Cheolsoo Park Thu, 26 Dec 2013 17:26:26 -0800


> On Dec. 26, 2013, 4:45 p.m., Rohini Palaniswamy wrote:
> > test/org/apache/pig/test/TestAccumulator.java, line 189
> > <https://reviews.apache.org/r/16463/diff/1/?file=403084#file403084line189>
> >
> >     Any reason for adding this newly within tests? tearDown() already has 
> > it.
> 
> Cheolsoo Park wrote:
>     I added this because in the same test case, if pigServer invokes 
> openIterator() multiple times, Pig generates temporary files with the same 
> name in subsequent calls.
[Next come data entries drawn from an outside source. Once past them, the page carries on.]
//! The disk-I/O facade.
//!
//! A FAT filesystem drives its media through five calls: `init`, `status`,
//! `read`, `write` and `control`. Each takes the drive number it was
//! registered under. [`DiskIo`] is that contract, and [`SdCard`]
//! implements it.

use embedded_hal::delay::DelayNs;

use crate::blockdevice::{BLOCK_LEN, BLOCK_LEN_U32};
use crate::sdcard::{self, transport::Transport, ErrorKind, SdCard};

use crate::{debug, warn};

bitflags::bitflags! {
    /// Card state flags, as returned by [`DiskIo::init`] and
    /// [`DiskIo::status`].
    #[derive(Debug, Copy, Clone, PartialEq, Eq, Hash)]
    pub struct CardStatus: u8 {
        /// The card has not been identified
        const NOT_INITIALIZED = 0x01;
        /// No card in the slot
        const NO_MEDIA = 0x02;
        /// The card is write protected
        const WRITE_PROTECTED = 0x04;
    }
}

#[cfg(feature = "defmt-log")]
impl defmt::Format for CardStatus {
    fn format(&self, fmt: defmt::Formatter) {
        defmt::write!(fmt, "CardStatus({=u8:#x})", self.bits())
    }
}

/// The failure codes of the disk-I/O contract. Success is `Ok(())`.
#[cfg_attr(feature = "defmt-log", derive(defmt::Format))]
#[derive(Debug, Copy, Clone, PartialEq, Eq)]
#[repr(u8)]
pub enum DiskError {
    /// A read or write failed on the bus or on the card
    Error = 1,
    /// The medium is write protected
    WriteProtected = 2,
    /// The card has not been initialised
    NotReady = 3,
    /// The drive, buffer, count or control code is invalid
    ParameterError = 4,
}

impl DiskError {
    /// The numeric result code.
    ///
    /// ```
    /// # use sdspi_disk::DiskError;
    /// assert_eq!(DiskError::NotReady.code(), 3);
    /// ```
    pub fn code(self) -> u8 {
        self as u8
    }
}

impl From<sdcard::Error> for DiskError {
    fn from(error: sdcard::Error) -> DiskError {
        match error.kind() {
            ErrorKind::NotReady => DiskError::NotReady,
            ErrorKind::InvalidParameter => DiskError::ParameterError,
            _ => DiskError::Error,
        }
    }
}

/// The requests [`DiskIo::control`] understands.
#[cfg_attr(feature = "defmt-log", derive(defmt::Format))]
#[derive(Debug, Copy, Clone, PartialEq, Eq)]
#[repr(u8)]
pub enum ControlCode {
    /// Flush any write cache
    Sync = 0,
    /// Number of 512-byte sectors on the card
    GetSectorCount = 1,
    /// Sector size in bytes
    GetSectorSize = 2,
    /// Erase block size in sectors
    GetBlockSize = 3,
    /// A range of sectors no longer holds data
    Trim = 4,
}

impl TryFrom<u8> for ControlCode {
    type Error = DiskError;

    fn try_from(code: u8) -> Result<ControlCode, DiskError> {
        match code {
            0 => Ok(ControlCode::Sync),
            1 => Ok(ControlCode::GetSectorCount),
            2 => Ok(ControlCode::GetSectorSize),
            3 => Ok(ControlCode::GetBlockSize),
            4 => Ok(ControlCode::Trim),
            _ => Err(DiskError::ParameterError),
        }
    }
}

/// The five-call contract between a filesystem and its media.
pub trait DiskIo {
    /// Bring the drive up. Returns the state flags afterwards; an empty
    /// set means the drive is ready.
    fn init(&self, drive: u8) -> CardStatus;

    /// The current state flags of the drive.
    fn status(&self, drive: u8) -> CardStatus;

    /// Read `count` sectors starting at `sector`. `buffer` holds at least
    /// `count * 512` bytes.
    fn read(&self, drive: u8, buffer: &mut [u8], sector: u32, count: u32) -> Result<(), DiskError>;

    /// Write `count` sectors starting at `sector`. `buffer` holds at least
    /// `count * 512` bytes.
    fn write(&self, drive: u8, buffer: &[u8], sector: u32, count: u32) -> Result<(), DiskError>;

    /// Miscellaneous requests, see [`ControlCode`]. Queries store their
    /// answer in `param`.
    fn control(&self, drive: u8, code: u8, param: &mut u32) -> Result<(), DiskError>;
}

impl<T, D> SdCard<T, D>
where
    T: Transport,
    D: DelayNs,
{
    fn check_drive(&self, drive: u8) -> Result<(), DiskError> {
        if drive == self.options().drive {
            Ok(())
        } else {
            warn!("No drive {}", drive);
            Err(DiskError::ParameterError)
        }
    }

    fn check_request(&self, drive: u8, buffer_len: usize, count: u32) -> Result<(), DiskError> {
        self.check_drive(drive)?;
        let needed = (count as usize).checked_mul(BLOCK_LEN);
        match needed {
            Some(needed) if count > 0 && buffer_len >= needed => Ok(()),
            _ => Err(DiskError::ParameterError),
        }
    }
}

impl<T, D> DiskIo for SdCard<T, D>
where
    T: Transport,
    D: DelayNs,
{
    fn init(&self, drive: u8) -> CardStatus {
        if self.check_drive(drive).is_err() {
            return CardStatus::NOT_INITIALIZED;
        }
        if let Err(_e) = self.acquire() {
            warn!("init failed: {:?}", _e);
        }
        self.card_status()
    }

    fn status(&self, drive: u8) -> CardStatus {
        if drive == self.options().drive {
            self.card_status()
        } else {
            CardStatus::NOT_INITIALIZED
        }
    }

    fn read(&self, drive: u8, buffer: &mut [u8], sector: u32, count: u32) -> Result<(), DiskError> {
        self.check_request(drive, buffer.len(), count)?;
        self.read_blocks(sector, count, buffer)?;
        Ok(())
    }

    fn write(&self, drive: u8, buffer: &[u8], sector: u32, count: u32) -> Result<(), DiskError> {
        self.check_request(drive, buffer.len(), count)?;
        let status = self.card_status();
        if status.contains(CardStatus::NOT_INITIALIZED) {
            return Err(DiskError::NotReady);
        }
        if status.contains(CardStatus::WRITE_PROTECTED) {
            return Err(DiskError::WriteProtected);
        }
        self.write_blocks(sector, count, buffer)?;
        Ok(())
    }

    fn control(&self, drive: u8, code: u8, param: &mut u32) -> Result<(), DiskError> {
        self.check_drive(drive)?;
        let code = ControlCode::try_from(code)?;
        debug!("control {:?}", code);
        match code {
            // Nothing is cached and erase hints are not passed on
            ControlCode::Sync | ControlCode::Trim => {}
            ControlCode::GetSectorSize => *param = BLOCK_LEN_U32,
            ControlCode::GetSectorCount => {
                *param = self.geometry().ok_or(DiskError::NotReady)?.sector_count;
            }
            ControlCode::GetBlockSize => {
                *param = self
                    .geometry()
                    .ok_or(DiskError::NotReady)?
                    .erase_unit_sectors;
            }
        }
        Ok(())
    }
}

#[cfg(test)]
mod test {
    use super::*;
    use crate::sdcard::{Error, TimeoutKind};

    #[test]
    fn status_bits() {
        assert_eq!(CardStatus::NOT_INITIALIZED.bits(), 1);
        assert_eq!(CardStatus::NO_MEDIA.bits(), 2);
        assert_eq!(CardStatus::WRITE_PROTECTED.bits(), 4);
        assert_eq!(
            (CardStatus::NOT_INITIALIZED | CardStatus::WRITE_PROTECTED).bits(),
            5
        );
    }

    #[test]
    fn result_codes() {
        assert_eq!(DiskError::Error.code(), 1);
        assert_eq!(DiskError::WriteProtected.code(), 2);
        assert_eq!(DiskError::NotReady.code(), 3);
        assert_eq!(DiskError::ParameterError.code(), 4);
    }

    #[test]
    fn driver_errors_to_result_codes() {
        assert_eq!(DiskError::from(Error::NotReady), DiskError::NotReady);
        assert_eq!(DiskError::from(Error::BufferTooSmall), DiskError::ParameterError);
        assert_eq!(DiskError::from(Error::AddressOutOfRange), DiskError::ParameterError);
        assert_eq!(DiskError::from(Error::Transport), DiskError::Error);
        assert_eq!(DiskError::from(Error::WriteRejected(0x0D)), DiskError::Error);
        assert_eq!(
            DiskError::from(Error::Timeout(TimeoutKind::Busy)),
            DiskError::Error
        );
        assert_eq!(DiskError::from(Error::CrcError(0, 1)), DiskError::Error);
    }

    #[test]
    fn control_codes() {
        assert_eq!(ControlCode::try_from(0), Ok(ControlCode::Sync));
        assert_eq!(ControlCode::try_from(1), Ok(ControlCode::GetSectorCount));
        assert_eq!(ControlCode::try_from(2), Ok(ControlCode::GetSectorSize));
        assert_eq!(ControlCode::try_from(3), Ok(ControlCode::GetBlockSize));
        assert_eq!(ControlCode::try_from(4), Ok(ControlCode::Trim));
        for code in 5..=u8::MAX {
            assert_eq!(ControlCode::try_from(code), Err(DiskError::ParameterError));
        }
    }
}

// ****************************************************************************
//
// End Of File
//
// ****************************************************************************
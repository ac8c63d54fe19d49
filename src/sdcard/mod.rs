//! Implements the SD/MMC Protocol over SPI, on top of a [`Transport`].
//!
//! This is currently optimised for readability and debugability, not
//! performance.
//!
//! [`Transport`]: transport::Transport

pub mod proto;
pub mod transport;

use byteorder::{BigEndian, ByteOrder};
use core::cell::RefCell;
use embedded_hal::delay::DelayNs;
use proto::*;
use transport::{Chunks, ClockProfile, Exchange, Transport, TransportError};

use crate::blockdevice::{Block, BlockCount, BlockDevice, BlockIdx, BLOCK_LEN, BLOCK_LEN_U32};
use crate::diskio::CardStatus;

// ****************************************************************************
// Imports
// ****************************************************************************

use crate::{debug, trace, warn};

// ****************************************************************************
// Types and Implementations
// ****************************************************************************

/// Driver for an SD or MMC Card on an SPI bus.
///
/// Built from a [`Transport`] and something that can sleep for a number of
/// microseconds.
///
/// The card is not touched until [`SdCard::acquire`] (or the disk-I/O
/// `init`) is called. Reads and writes on a card that has not been
/// identified fail with [`Error::NotReady`]; there is no implicit
/// identification.
///
/// All the APIs take `&self` - mutability is handled using an inner `RefCell`.
pub struct SdCard<T, D>
where
    T: Transport,
    D: DelayNs,
{
    inner: RefCell<SdCardInner<T, D>>,
}

impl<T, D> SdCard<T, D>
where
    T: Transport,
    D: DelayNs,
{
    /// Create a new SD/MMC Card driver on the given transport.
    ///
    /// Uses the default options.
    pub fn new(transport: T, delayer: D) -> SdCard<T, D> {
        Self::new_with_options(transport, delayer, AcquireOpts::default())
    }

    /// Create a new SD/MMC Card driver on the given transport, with the
    /// given options.
    pub fn new_with_options(transport: T, delayer: D, options: AcquireOpts) -> SdCard<T, D> {
        SdCard {
            inner: RefCell::new(SdCardInner {
                transport,
                delayer,
                options,
                variant: CardVariant::Unknown,
                geometry: CardGeometry::default(),
                status: CardStatus::NOT_INITIALIZED,
            }),
        }
    }

    /// Get a temporary borrow on the underlying transport.
    ///
    /// The given closure will be called exactly once, and will be passed a
    /// mutable reference to the transport.
    pub fn transport<R, F>(&self, func: F) -> R
    where
        F: FnOnce(&mut T) -> R,
    {
        let mut inner = self.inner.borrow_mut();
        func(&mut inner.transport)
    }

    /// The options this driver was built with.
    pub fn options(&self) -> AcquireOpts {
        self.inner.borrow().options.clone()
    }

    /// Identify the card and bring it into the data-transfer state.
    ///
    /// Does nothing if the card is already identified. On failure the card
    /// is left [`CardVariant::Unknown`] and not initialised.
    pub fn acquire(&self) -> Result<(), Error> {
        let mut inner = self.inner.borrow_mut();
        inner.acquire()
    }

    /// Forget everything known about the card.
    ///
    /// The next [`SdCard::acquire`] runs the full identification again.
    pub fn deinit(&self) {
        let mut inner = self.inner.borrow_mut();
        inner.reset();
    }

    /// The variant found by the last identification.
    pub fn card_variant(&self) -> CardVariant {
        self.inner.borrow().variant
    }

    /// The geometry found by the last identification, if the card is
    /// initialised.
    pub fn geometry(&self) -> Option<CardGeometry> {
        let inner = self.inner.borrow();
        inner.is_initialized().then_some(inner.geometry)
    }

    /// The card state flags.
    pub fn card_status(&self) -> CardStatus {
        self.inner.borrow().status
    }

    /// Record the position of a write-protect switch, for boards that have
    /// one. Writes through the disk-I/O facade are refused while it is set.
    pub fn set_write_protected(&self, protected: bool) {
        let mut inner = self.inner.borrow_mut();
        inner.status.set(CardStatus::WRITE_PROTECTED, protected);
    }

    /// Return the usable size of this card in bytes.
    pub fn num_bytes(&self) -> Result<u64, Error> {
        let inner = self.inner.borrow();
        inner.check_init()?;
        Ok(BlockCount(inner.geometry.sector_count).into_bytes())
    }

    /// Send one command with chip-select held around it, and return the
    /// response.
    ///
    /// A card that does not answer in time gives a response whose
    /// [`Response::is_timeout`] is true; only a transport failure is an
    /// `Err`.
    pub fn send_command(&self, index: u8, arg: u32, kind: ResponseKind) -> Result<Response, Error> {
        let mut inner = self.inner.borrow_mut();
        let clock = inner.clock_profile();
        inner.session(clock, |s| s.send_command(index, arg, kind, true))
    }

    /// Read one of the card's registers.
    ///
    /// For [`RegisterKind::Status`] only the first 16 of the 64 bytes are
    /// returned.
    pub fn read_register(&self, kind: RegisterKind) -> Result<[u8; 16], Error> {
        let mut inner = self.inner.borrow_mut();
        inner.check_init()?;
        inner.session(ClockProfile::Normal, |s| s.read_register(kind))
    }

    /// Read the Card Identification register.
    pub fn read_cid(&self) -> Result<[u8; 16], Error> {
        self.read_register(RegisterKind::Cid)
    }

    /// Read `count` blocks starting at sector `start` into `dest`.
    ///
    /// `dest` must hold at least `count * 512` bytes.
    pub fn read_blocks(&self, start: u32, count: u32, dest: &mut [u8]) -> Result<(), Error> {
        let mut inner = self.inner.borrow_mut();
        debug!("Read {} blocks @ {}", count, start);
        let address = inner.native_address(start)?;
        let dest = dest
            .get_mut(..buffer_len(count)?)
            .ok_or(Error::BufferTooSmall)?;
        inner.session(ClockProfile::Normal, |s| {
            s.read_blocks(address, dest.chunks_exact_mut(BLOCK_LEN))
        })
    }

    /// Write `count` blocks from `src` starting at sector `start`.
    ///
    /// `src` must hold at least `count * 512` bytes.
    pub fn write_blocks(&self, start: u32, count: u32, src: &[u8]) -> Result<(), Error> {
        let mut inner = self.inner.borrow_mut();
        debug!("Writing {} blocks @ {}", count, start);
        let address = inner.native_address(start)?;
        let src = src.get(..buffer_len(count)?).ok_or(Error::BufferTooSmall)?;
        let variant = inner.variant;
        inner.session(ClockProfile::Normal, |s| {
            s.write_blocks(variant, address, src.chunks_exact(BLOCK_LEN))
        })
    }
}
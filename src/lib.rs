//! # sdspi-disk
//!
//! > An SD/MMC over SPI block driver written in Embedded Rust
//!
//! This crate drives an SD or MMC card over an SPI bus that may be shared
//! with other peripherals (for example a dot-matrix display), and exposes it
//! to a filesystem through the classic five-function disk-I/O contract
//! (`init`, `status`, `read`, `write`, `control`). It is written in
//! pure-Rust, is `#![no_std]` and does not use `alloc` or `collections`.
//!
//! ## Using the crate
//!
//! You will need something that implements the [`Transport`] trait. For a
//! plain `embedded-hal` SPI bus and chip-select pin, use one of the
//! provided adapters.
//!
//! ```rust
//! use sdspi_disk::{DiskIo, ExclusiveTransport, SdCard, BLOCK_LEN};
//!
//! fn example<S, CS, D>(spi: S, cs: CS, delay: D)
//! where
//!     S: embedded_hal::spi::SpiBus,
//!     CS: embedded_hal::digital::OutputPin,
//!     D: embedded_hal::delay::DelayNs,
//! {
//!     let sdcard = SdCard::new(ExclusiveTransport::new(spi, cs), delay);
//!     let status = sdcard.init(0);
//!     if status.is_empty() {
//!         let mut buffer = [0u8; BLOCK_LEN];
//!         let _ = sdcard.read(0, &mut buffer, 0, 1);
//!     }
//! }
//! ```
//!
//! ## Features
//!
//! * `log`: Enabled by default. Generates log messages using the `log` crate.
//! * `defmt-log`: By turning off the default features and enabling the
//!   `defmt-log` feature you can configure this crate to log messages over defmt
//!   instead.
//! * `embassy-sync-06`: Enabled by default. Provides a transport that holds an
//!   `embassy-sync` blocking mutex for the whole of each card operation.
//!
//! You cannot enable both the `log` feature and the `defmt-log` feature.

#![cfg_attr(not(test), no_std)]
#![deny(missing_docs)]

#[cfg(test)]
#[macro_use]
extern crate hex_literal;

#[macro_use]
mod structure;

pub mod blockdevice;
pub mod diskio;
pub mod sdcard;

#[doc(inline)]
pub use blockdevice::{Block, BlockCount, BlockDevice, BlockIdx, BLOCK_LEN, BLOCK_LEN_U32};

#[doc(inline)]
pub use diskio::{CardStatus, ControlCode, DiskError, DiskIo};

#[doc(inline)]
pub use sdcard::Error as SdCardError;

#[doc(inline)]
pub use sdcard::{
    AcquireOpts, CardGeometry, CardVariant, ErrorKind, RegisterKind, Response, ResponseKind,
    SdCard, TimeoutKind,
};

#[doc(inline)]
pub use sdcard::transport::{
    ClockProfile, Exchange, ExclusiveTransport, RefCellTransport, Transport, TransportError,
};

#[cfg(feature = "embassy-sync-06")]
#[doc(inline)]
pub use sdcard::transport::EmbassyMutexTransport;

#[doc(inline)]
pub use structure::extract_bits;

#[cfg(all(feature = "defmt-log", feature = "log"))]
compile_error!("Cannot enable both log and defmt-log");

#[cfg(feature = "log")]
use log::{debug, trace, warn};

#[cfg(feature = "defmt-log")]
use defmt::{debug, trace, warn};

#[cfg(all(not(feature = "defmt-log"), not(feature = "log")))]
#[macro_export]
/// Like log::debug! but does nothing at all
macro_rules! debug {
    ($($arg:tt)+) => {};
}

#[cfg(all(not(feature = "defmt-log"), not(feature = "log")))]
#[macro_export]
/// Like log::trace! but does nothing at all
macro_rules! trace {
    ($($arg:tt)+) => {};
}

#[cfg(all(not(feature = "defmt-log"), not(feature = "log")))]
#[macro_export]
/// Like log::warn! but does nothing at all
macro_rules! warn {
    ($($arg:tt)+) => {};
}

// ****************************************************************************
//
// End Of File
//
// ****************************************************************************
So I am cleaning them up after each invocation.
>     
>     Caused by: org.apache.pig.impl.plan.VisitorException: ERROR 2002: Output 
> Location Validation Failed for: 
> 'hdfs://localhost:56901/tmp/temp-1456742965/tmp-1456742965 More info to 
> follow:
>     8788 Output directory 
> hdfs://localhost:56901/tmp/temp-1456742965/tmp-1456742965 already exists
>     
>     I don't see this behavior in hadoopversion=20 but in hadoopversion=23. 
> Perhaps we should fix FileLocalizer#getTemporaryPath(). I can take a closer 
> look.
> 
> Rohini Palaniswamy wrote:
>     I am sure this problem does not exist in trunk. We need to see why and 
> fix. Something must be broken in tez branch.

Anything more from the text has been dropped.